DANNENBERGER Frédéric
Une SCI qui demande un cautionnement en garantie du paiement du loyer d'un bail commercial est un créancier professionnel.
L'arrêt de la cour d'appel d'Aix-en-Provence rapporté, concerne une nouvelle fois la question des mentions manuscrites requises pour la validité d'un cautionnement souscrit par une personne physique. En l'occurrence, la problématique touchait au champ d'application de ces exigences et plus particulièrement à la définition de créancier professionnel, laquelle commande l'application du dispositif de protection des cautions personnes physiques prévu par le Code de la consommation. L'exigence s'impose non seulement lorsque le créancier est un organisme de crédit mais plus généralement à tout créancier professionnel. C'est cette notion que la cour d'appel avait à définir afin de déterminer si l'engagement était valable.
Dans cette espèce, une SCI avait consenti un bail commercial portant sur l'unique immeuble composant son patrimoine social à une société, par la suite placée en liquidation judiciaire. La bailleresse sollicitait le cautionnement solidaire de plusieurs personnes physiques en garantie du paiement du loyer. Appelé en paiement, les cautions soulèvent l'argument de la nullité des engagements de caution, faute pour ces engagements de contenir les mentions manuscrites requises, ad validatem, par lesarticles L. 341-2 et L. 341-3 du Code de la consommation.
La cour d'appel rappelle que le créancier professionnel s'entend de celui dont la créance est née dans l'exercice de son activité professionnelle, ou qui trouve un lien direct avec l'une de ses activités professionnelles, fût-elle simplement secondaire. Pour la cour, tel est bien le cas de la SCI bailleresse. En effet, selon ses statuts et les mentions de son immatriculation au RCS, la SCI a pour objet la propriété, l'administration et l'exploitation par bail de son patrimoine immobilier.
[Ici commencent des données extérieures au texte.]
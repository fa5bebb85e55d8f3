//! API error type and [`axum::response::IntoResponse`] implementation.

use axum::{
  Json,
  extract::rejection::{JsonRejection, PathRejection, QueryRejection},
  http::StatusCode,
  response::{IntoResponse, Response},
};
use serde_json::json;
use telos_core::{Classify, FailureKind, validate::ValidationError};
use thiserror::Error;

/// An error returned by an API handler.
#[derive(Debug, Error)]
pub enum ApiError {
  #[error("not found: {0}")]
  NotFound(String),

  /// The form broke a business rule; nothing was written.
  #[error(transparent)]
  Invalid(#[from] ValidationError),

  /// The store rejected the write (unknown reference, duplicate link).
  #[error("conflict: {0}")]
  Conflict(String),

  /// The request itself could not be decoded: bad JSON, path or query.
  #[error("{1}")]
  Rejected(StatusCode, String),

  #[error("store error: {0}")]
  Store(#[source] Box<dyn std::error::Error + Send + Sync>),
}

impl ApiError {
  /// Map a coordinator failure onto the matching HTTP error.
  pub fn from_store<E>(err: E) -> Self
  where
    E: std::error::Error + Classify + Send + Sync + 'static,
  {
    match err.kind() {
      FailureKind::NotFound => Self::NotFound(err.to_string()),
      FailureKind::ConstraintViolation => Self::Conflict(err.to_string()),
      FailureKind::TransactionFailure => Self::Store(Box::new(err)),
    }
  }
}

impl From<JsonRejection> for ApiError {
  fn from(rejection: JsonRejection) -> Self {
    Self::Rejected(rejection.status(), rejection.body_text())
  }
}

impl From<PathRejection> for ApiError {
  fn from(rejection: PathRejection) -> Self {
    Self::Rejected(rejection.status(), rejection.body_text())
  }
}

impl From<QueryRejection> for ApiError {
  fn from(rejection: QueryRejection) -> Self {
    Self::Rejected(rejection.status(), rejection.body_text())
  }
}

impl IntoResponse for ApiError {
  fn into_response(self) -> Response {
    let (status, body) = match &self {
      ApiError::NotFound(m) => (StatusCode::NOT_FOUND, json!({ "error": m })),
      ApiError::Invalid(e) => {
        let fields: Vec<_> = e
          .0
          .iter()
          .map(|f| json!({ "field": f.field, "reason": f.reason }))
          .collect();
        (
          StatusCode::UNPROCESSABLE_ENTITY,
          json!({ "error": e.to_string(), "fields": fields }),
        )
      }
      ApiError::Conflict(m) => (StatusCode::CONFLICT, json!({ "error": m })),
      ApiError::Rejected(status, m) => (*status, json!({ "error": m })),
      ApiError::Store(e) => {
        tracing::error!(error = %e, "store failure");
        (StatusCode::INTERNAL_SERVER_ERROR, json!({ "error": e.to_string() }))
      }
    };
    (status, Json(body)).into_response()
  }
}
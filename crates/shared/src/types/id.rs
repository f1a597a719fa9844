//! Typed IDs for type-safe entity references.
//!
//! Using typed IDs prevents accidentally passing a `FundId` where a
//! `LedgerId` is expected.

use serde::{Deserialize, Serialize};
use uuid::Uuid;

/// Macro to generate typed ID wrappers.
macro_rules! typed_id {
    ($name:ident, $doc:expr) => {
        #[doc = $doc]
        #[derive(Debug, Clone, Copy, PartialEq, Eq, Hash, PartialOrd, Ord, Serialize, Deserialize)]
        #[serde(transparent)]
        pub struct $name(pub Uuid);

        impl $name {
            /// Creates a new random ID using UUID v7 (time-ordered).
            #[must_use]
            pub fn new() -> Self {
                Self(Uuid::now_v7())
            }

            /// Creates an ID from an existing UUID.
            #[must_use]
            pub const fn from_uuid(uuid: Uuid) -> Self {
                Self(uuid)
            }

            /// Returns the inner UUID.
            #[must_use]
            pub const fn into_inner(self) -> Uuid {
                self.0
            }
        }

        impl Default for $name {
            fn default() -> Self {
                Self::new()
            }
        }

        impl std::fmt::Display for $name {
            fn fmt(&self, f: &mut std::fmt::Formatter<'_>) -> std::fmt::Result {
                write!(f, "{}", self.0)
            }
        }

        impl std::str::FromStr for $name {
            type Err = uuid::Error;

            fn from_str(s: &str) -> Result<Self, Self::Err> {
                Ok(Self(Uuid::parse_str(s)?))
            }
        }
    };
}

typed_id!(BudgetId, "Unique identifier for a budget.");
typed_id!(BudgetItemId, "Unique identifier for a budget line item.");
typed_id!(FundId, "Unique identifier for a fund.");
typed_id!(LedgerId, "Unique identifier for a ledger (expense category).");
typed_id!(UserId, "Unique identifier for a user.");
typed_id!(TemplateId, "Unique identifier for a recurring budget template.");
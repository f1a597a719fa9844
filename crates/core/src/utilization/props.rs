//! Property-based tests for utilization arithmetic and classification.

use proptest::prelude::*;
use rust_decimal::Decimal;

use super::types::UtilizationCategory;
use super::{display_width, utilization_percent};

/// Strategy for non-negative decimal amounts with two decimal places.
fn arb_amount() -> impl Strategy<Value = Decimal> {
    (0i64..10_000_000).prop_map(|cents| Decimal::new(cents, 2))
}

proptest! {
    /// The percentage is defined for every pair of amounts, including a
    /// zero budget, and a zero budget always yields zero.
    #[test]
    fn prop_percent_total(utilized in arb_amount(), budgeted in arb_amount()) {
        let percent = utilization_percent(utilized, budgeted);
        if budgeted.is_zero() {
            prop_assert_eq!(percent, Decimal::ZERO);
        } else {
            prop_assert!(percent >= Decimal::ZERO);
        }
    }

    /// Classification is total: every percentage falls in exactly one
    /// bucket, and bucket membership agrees with the boundary rules.
    #[test]
    fn prop_classification_partitions(utilized in arb_amount(), budgeted in arb_amount()) {
        let percent = utilization_percent(utilized, budgeted);
        let category = UtilizationCategory::classify(percent);

        let fifty = Decimal::new(50, 0);
        let eighty = Decimal::new(80, 0);
        let expected = if percent < fifty {
            UtilizationCategory::UnderUtilized
        } else if percent < eighty {
            UtilizationCategory::Moderate
        } else if percent <= Decimal::ONE_HUNDRED {
            UtilizationCategory::WellUtilized
        } else {
            UtilizationCategory::OverUtilized
        };
        prop_assert_eq!(category, expected);
    }

    /// Utilization at or below budget never classifies as over-utilized.
    #[test]
    fn prop_within_budget_never_over(budgeted in arb_amount(), utilized in arb_amount()) {
        prop_assume!(!budgeted.is_zero());
        prop_assume!(utilized <= budgeted);

        let percent = utilization_percent(utilized, budgeted);
        prop_assert_ne!(
            UtilizationCategory::classify(percent),
            UtilizationCategory::OverUtilized
        );
    }

    /// The display width is always within [0, 100] and only differs from
    /// the raw value when the raw value lies outside that band.
    #[test]
    fn prop_display_width_clamps(utilized in arb_amount(), budgeted in arb_amount()) {
        let percent = utilization_percent(utilized, budgeted);
        let width = display_width(percent);
        prop_assert!(width >= Decimal::ZERO);
        prop_assert!(width <= Decimal::ONE_HUNDRED);
        if percent <= Decimal::ONE_HUNDRED {
            prop_assert_eq!(width, percent);
        }
    }
}
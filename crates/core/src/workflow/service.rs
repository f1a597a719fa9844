//! Pure state machine logic for budget approval transitions.
//!
//! All methods are associated functions that validate and describe a
//! transition, returning the appropriate `WorkflowAction` with audit
//! trail information. Applying the action to the store is the engine's
//! job; nothing here touches shared state.

use chrono::{DateTime, Utc};

use mandira_shared::types::UserId;

use crate::budget::BudgetStatus;
use crate::workflow::error::WorkflowError;
use crate::workflow::types::WorkflowAction;

/// Stateless service describing budget workflow transitions.
pub struct TransitionService;

impl TransitionService {
    /// Submit a draft budget for approval.
    ///
    /// # Errors
    ///
    /// Returns `WorkflowError::InvalidTransition` if the budget is not in
    /// `Draft` status. A second submit on the same budget is an error,
    /// never a silent no-op.
    pub fn submit(
        current_status: BudgetStatus,
        submitted_by: UserId,
        at: DateTime<Utc>,
    ) -> Result<WorkflowAction, WorkflowError> {
        match current_status {
            BudgetStatus::Draft => Ok(WorkflowAction::Submit {
                new_status: BudgetStatus::Submitted,
                submitted_by,
                submitted_at: at,
            }),
            _ => Err(WorkflowError::InvalidTransition {
                from: current_status,
                to: BudgetStatus::Submitted,
            }),
        }
    }

    /// Approve a submitted budget.
    ///
    /// # Errors
    ///
    /// Returns `WorkflowError::InvalidTransition` if the budget is not in
    /// `Submitted` status.
    pub fn approve(
        current_status: BudgetStatus,
        approved_by: UserId,
        approval_notes: Option<String>,
        at: DateTime<Utc>,
    ) -> Result<WorkflowAction, WorkflowError> {
        match current_status {
            BudgetStatus::Submitted => Ok(WorkflowAction::Approve {
                new_status: BudgetStatus::Approved,
                approved_by,
                approved_at: at,
                approval_notes,
            }),
            _ => Err(WorkflowError::InvalidTransition {
                from: current_status,
                to: BudgetStatus::Approved,
            }),
        }
    }

    /// Reject a submitted budget.
    ///
    /// # Errors
    ///
    /// Returns `WorkflowError::RejectionReasonRequired` if the reason is
    /// empty, `WorkflowError::InvalidTransition` if the budget is not in
    /// `Submitted` status.
    pub fn reject(
        current_status: BudgetStatus,
        rejected_by: UserId,
        rejection_reason: String,
        at: DateTime<Utc>,
    ) -> Result<WorkflowAction, WorkflowError> {
        if rejection_reason.trim().is_empty() {
            return Err(WorkflowError::RejectionReasonRequired);
        }

        match current_status {
            BudgetStatus::Submitted => Ok(WorkflowAction::Reject {
                new_status: BudgetStatus::Rejected,
                rejected_by,
                rejected_at: at,
                rejection_reason,
            }),
            _ => Err(WorkflowError::InvalidTransition {
                from: current_status,
                to: BudgetStatus::Rejected,
            }),
        }
    }

    /// Close an approved budget.
    ///
    /// # Errors
    ///
    /// Returns `WorkflowError::InvalidTransition` if the budget is not in
    /// `Approved` status.
    pub fn close(
        current_status: BudgetStatus,
        closed_by: UserId,
        at: DateTime<Utc>,
    ) -> Result<WorkflowAction, WorkflowError> {
        match current_status {
            BudgetStatus::Approved => Ok(WorkflowAction::Close {
                new_status: BudgetStatus::Closed,
                closed_by,
                closed_at: at,
            }),
            _ => Err(WorkflowError::InvalidTransition {
                from: current_status,
                to: BudgetStatus::Closed,
            }),
        }
    }

    /// Reopen a closed budget back to approved.
    ///
    /// # Errors
    ///
    /// Returns `WorkflowError::InvalidTransition` if the budget is not in
    /// `Closed` status.
    pub fn reopen(
        current_status: BudgetStatus,
        reopened_by: UserId,
        reopen_reason: Option<String>,
        at: DateTime<Utc>,
    ) -> Result<WorkflowAction, WorkflowError> {
        match current_status {
            BudgetStatus::Closed => Ok(WorkflowAction::Reopen {
                new_status: BudgetStatus::Approved,
                reopened_by,
                reopened_at: at,
                reopen_reason,
            }),
            _ => Err(WorkflowError::InvalidTransition {
                from: current_status,
                to: BudgetStatus::Approved,
            }),
        }
    }

    /// Return a rejected budget to draft for re-editing and resubmission.
    ///
    /// This is an explicit operation; rejection never returns a budget to
    /// draft automatically.
    ///
    /// # Errors
    ///
    /// Returns `WorkflowError::InvalidTransition` if the budget is not in
    /// `Rejected` status.
    pub fn return_to_draft(
        current_status: BudgetStatus,
        returned_by: UserId,
        at: DateTime<Utc>,
    ) -> Result<WorkflowAction, WorkflowError> {
        match current_status {
            BudgetStatus::Rejected => Ok(WorkflowAction::Return {
                new_status: BudgetStatus::Draft,
                returned_by,
                returned_at: at,
            }),
            _ => Err(WorkflowError::InvalidTransition {
                from: current_status,
                to: BudgetStatus::Draft,
            }),
        }
    }

    /// Check if a status transition is valid.
    ///
    /// Valid transitions:
    /// - Draft → Submitted (submit)
    /// - Submitted → Approved (approve)
    /// - Submitted → Rejected (reject)
    /// - Approved → Closed (close)
    /// - Closed → Approved (reopen)
    /// - Rejected → Draft (return)
    #[must_use]
    pub fn is_valid_transition(from: BudgetStatus, to: BudgetStatus) -> bool {
        matches!(
            (from, to),
            (BudgetStatus::Draft, BudgetStatus::Submitted)
                | (
                    BudgetStatus::Submitted,
                    BudgetStatus::Approved | BudgetStatus::Rejected
                )
                | (BudgetStatus::Approved, BudgetStatus::Closed)
                | (BudgetStatus::Closed, BudgetStatus::Approved)
                | (BudgetStatus::Rejected, BudgetStatus::Draft)
        )
    }
}

#[cfg(test)]
mod tests {
    use super::*;

    fn now() -> DateTime<Utc> {
        Utc::now()
    }

    #[test]
    fn test_submit_from_draft() {
        let user_id = UserId::new();
        let result = TransitionService::submit(BudgetStatus::Draft, user_id, now());
        assert!(result.is_ok());
        let action = result.expect("submit from draft");
        assert_eq!(action.new_status(), BudgetStatus::Submitted);
    }

    #[test]
    fn test_submit_from_non_draft_fails() {
        for status in [
            BudgetStatus::Submitted,
            BudgetStatus::Approved,
            BudgetStatus::Rejected,
            BudgetStatus::Closed,
        ] {
            let result = TransitionService::submit(status, UserId::new(), now());
            assert!(matches!(
                result,
                Err(WorkflowError::InvalidTransition { .. })
            ));
        }
    }

    #[test]
    fn test_approve_from_submitted() {
        let result = TransitionService::approve(
            BudgetStatus::Submitted,
            UserId::new(),
            Some("looks right".to_string()),
            now(),
        );
        assert_eq!(
            result.expect("approve from submitted").new_status(),
            BudgetStatus::Approved
        );
    }

    #[test]
    fn test_approve_from_draft_fails() {
        let result = TransitionService::approve(BudgetStatus::Draft, UserId::new(), None, now());
        assert!(matches!(
            result,
            Err(WorkflowError::InvalidTransition { .. })
        ));
    }

    #[test]
    fn test_reject_with_reason() {
        let result = TransitionService::reject(
            BudgetStatus::Submitted,
            UserId::new(),
            "Amounts unclear".to_string(),
            now(),
        );
        assert_eq!(
            result.expect("reject with reason").new_status(),
            BudgetStatus::Rejected
        );
    }

    #[test]
    fn test_reject_empty_reason_fails() {
        let result =
            TransitionService::reject(BudgetStatus::Submitted, UserId::new(), String::new(), now());
        assert!(matches!(result, Err(WorkflowError::RejectionReasonRequired)));
    }

    #[test]
    fn test_reject_whitespace_reason_fails() {
        let result = TransitionService::reject(
            BudgetStatus::Submitted,
            UserId::new(),
            "   ".to_string(),
            now(),
        );
        assert!(matches!(result, Err(WorkflowError::RejectionReasonRequired)));
    }

    #[test]
    fn test_close_from_approved() {
        let result = TransitionService::close(BudgetStatus::Approved, UserId::new(), now());
        assert_eq!(
            result.expect("close from approved").new_status(),
            BudgetStatus::Closed
        );
    }

    #[test]
    fn test_close_from_non_approved_fails() {
        let result = TransitionService::close(BudgetStatus::Submitted, UserId::new(), now());
        assert!(matches!(
            result,
            Err(WorkflowError::InvalidTransition { .. })
        ));
    }

    #[test]
    fn test_reopen_from_closed() {
        let result = TransitionService::reopen(
            BudgetStatus::Closed,
            UserId::new(),
            Some("late invoices".to_string()),
            now(),
        );
        assert_eq!(
            result.expect("reopen from closed").new_status(),
            BudgetStatus::Approved
        );
    }

    #[test]
    fn test_reopen_from_approved_fails() {
        let result = TransitionService::reopen(BudgetStatus::Approved, UserId::new(), None, now());
        assert!(matches!(
            result,
            Err(WorkflowError::InvalidTransition { .. })
        ));
    }

    #[test]
    fn test_return_to_draft_from_rejected() {
        let result = TransitionService::return_to_draft(BudgetStatus::Rejected, UserId::new(), now());
        assert_eq!(
            result.expect("return from rejected").new_status(),
            BudgetStatus::Draft
        );
    }

    #[test]
    fn test_return_to_draft_from_draft_fails() {
        let result = TransitionService::return_to_draft(BudgetStatus::Draft, UserId::new(), now());
        assert!(matches!(
            result,
            Err(WorkflowError::InvalidTransition { .. })
        ));
    }

    #[test]
    fn test_is_valid_transition() {
        // Valid transitions
        assert!(TransitionService::is_valid_transition(
            BudgetStatus::Draft,
            BudgetStatus::Submitted
        ));
        assert!(TransitionService::is_valid_transition(
            BudgetStatus::Submitted,
            BudgetStatus::Approved
        ));
        assert!(TransitionService::is_valid_transition(
            BudgetStatus::Submitted,
            BudgetStatus::Rejected
        ));
        assert!(TransitionService::is_valid_transition(
            BudgetStatus::Approved,
            BudgetStatus::Closed
        ));
        assert!(TransitionService::is_valid_transition(
            BudgetStatus::Closed,
            BudgetStatus::Approved
        ));
        assert!(TransitionService::is_valid_transition(
            BudgetStatus::Rejected,
            BudgetStatus::Draft
        ));

        // Invalid transitions
        assert!(!TransitionService::is_valid_transition(
            BudgetStatus::Draft,
            BudgetStatus::Approved
        ));
        assert!(!TransitionService::is_valid_transition(
            BudgetStatus::Draft,
            BudgetStatus::Closed
        ));
        assert!(!TransitionService::is_valid_transition(
            BudgetStatus::Closed,
            BudgetStatus::Draft
        ));
        assert!(!TransitionService::is_valid_transition(
            BudgetStatus::Rejected,
            BudgetStatus::Submitted
        ));
    }
}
Partant, la cour d'appel juge que la conclusion du bail, acte « fondateur » de la créance garantie, se rattache directement à son objet et a bien un rapport direct avec son activité professionnelle. En vain, la SCI soulève une série d'arguments en vue d'échapper à la qualification de créancier professionnel afin d'échapper à la nullité des engagements pris à son bénéfice. Ainsi, est indifférent le fait que la SCI n'exerce qu'une activité civile du fait de la location de locaux nus. Il en va de même du fait qu'elle ne soit pas assujettie à l'impôt sur les sociétés ou qu'elle ne réalise pas d'actes de commerce. De même en est-il de la circonstance selon laquelle l'immeuble donné à bail est son unique actif et qu'elle présente un caractère familial. Ces éléments ne sont pas de nature à priver la créance de son caractère professionnel.
La solution peut être approuvée. La Cour de cassation a déjà pu préciser que le créancier professionnel s'entend de celui dont la créance est née dans l'exercice de sa profession ou se trouve en rapport direct avec l'une de ses activités professionnelles. Implicitement, on peut découvrir l'orientation de la Haute Cour pour une solution conforme dans un arrêt de 2011. Bien que rendu en matière de référé, la Cour de cassation a pu considérer que la détermination du caractère professionnel de la créance d'une SCI bailleresse constituait une contestation sérieuse échappant à la compétence du juge des référés.
Un arrêt de la Cour d'appel de Paris de 2014, va d'ailleurs dans le même sens. La qualification de créancier professionnel a ainsi été retenue pour une société dont l'objet social est l'acquisition, l'exploitation par bail, la location de tous immeubles. La Cour d'appel de Paris avait également jugé indifférent le fait que la société n'ait pas la qualité de marchand de biens, qu'elle ne soit propriétaire que d'un seul lot, qu'elle ne soit pas assujettie à l'impôt sur les sociétés, qu'elle n'octroie aucun crédit et qu'elle ne soit composée que de membres d'une seule famille.
Frédéric Dannenberger, Docteur en droit des affaires, consultant.